Applying this theorem:
We have $ n = 10, $ so $$ a^{\phi(10) + 1} \equiv a^5 \equiv a \! \! \! \pmod{10}. $$ Thus, $$ \begin{gather*} (X - 1)^5 + (X + 7)^5 + (2X + 6)^5 + (4X + 3)^5 + (5X + 8)^5 \equiv 3 \! \! \! \pmod{10} \\ (X - 1) + (X + 7) + (2X + 6) + (4X + 3) + (5X + 8) \equiv 3 \! \! \! \pmod{10} \\ 13X + 23 \equiv 3 \! \! \! \pmod{10} \\ 3X \equiv 0 \! \! \! \pmod{10} \\ X \equiv 0 \! \! \! \pmod{10} \end{gather*} $$
Final answer:
We know now that $ X \equiv 0 \! \pmod{10} $ i.e. $ X $ is a multiple of 10 (0, 10, 20, 30, ...).
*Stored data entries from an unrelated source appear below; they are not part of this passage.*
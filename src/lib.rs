//! scn-biblio: citation and key-term tooling for SCn-TeX chapters.
//!
//! This library provides functionality to:
//! - Match SCn-TeX markers (`\scncite`, `\label`, `scnrelfromlist` lists)
//! - Aggregate the citations of a chapter per key, with the labels citing them
//! - Render the flat citation list and the cross-referenced bibliography blocks
//! - Check chapter key terms against a glossary and bibliography links
//!   against a bibliography file

pub mod aggregator;
pub mod check;
pub mod logging;
pub mod markup;
pub mod output;
pub mod refs;
pub mod template;

pub use aggregator::{
    aggregate, aggregate_file, aggregate_str, Aggregation, BibEntry, CitationOccurrence,
    ScanError, ScanOptions,
};
pub use check::{
    authors, biblio_links, chapter_name, check_chapter, key_terms, CheckError, CheckReport,
};
pub use output::{render_blocks, render_flat_list, write_outputs, OutputError, OutputPaths};
pub use refs::{load_reference_text, ReferenceText, RefsError};
pub use template::{builtin_template, Template};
Note that $ Y $ has exactly 9 digits, so $ X = 0$ can be ruled out since the sum will be less than 5 orders of magnitude. $ X = 10, $ however, does have the potential to come close, and by using a calculator we find that indeed it does work. Any higher values of $ X $ would cause it to have more than 9 digits, so this is our final and only answer.
For the record, the final solution for $ Y $ is
$ 816725493 = 9^5 + 17^5 + 26^5 + 43^5 + 58^5 $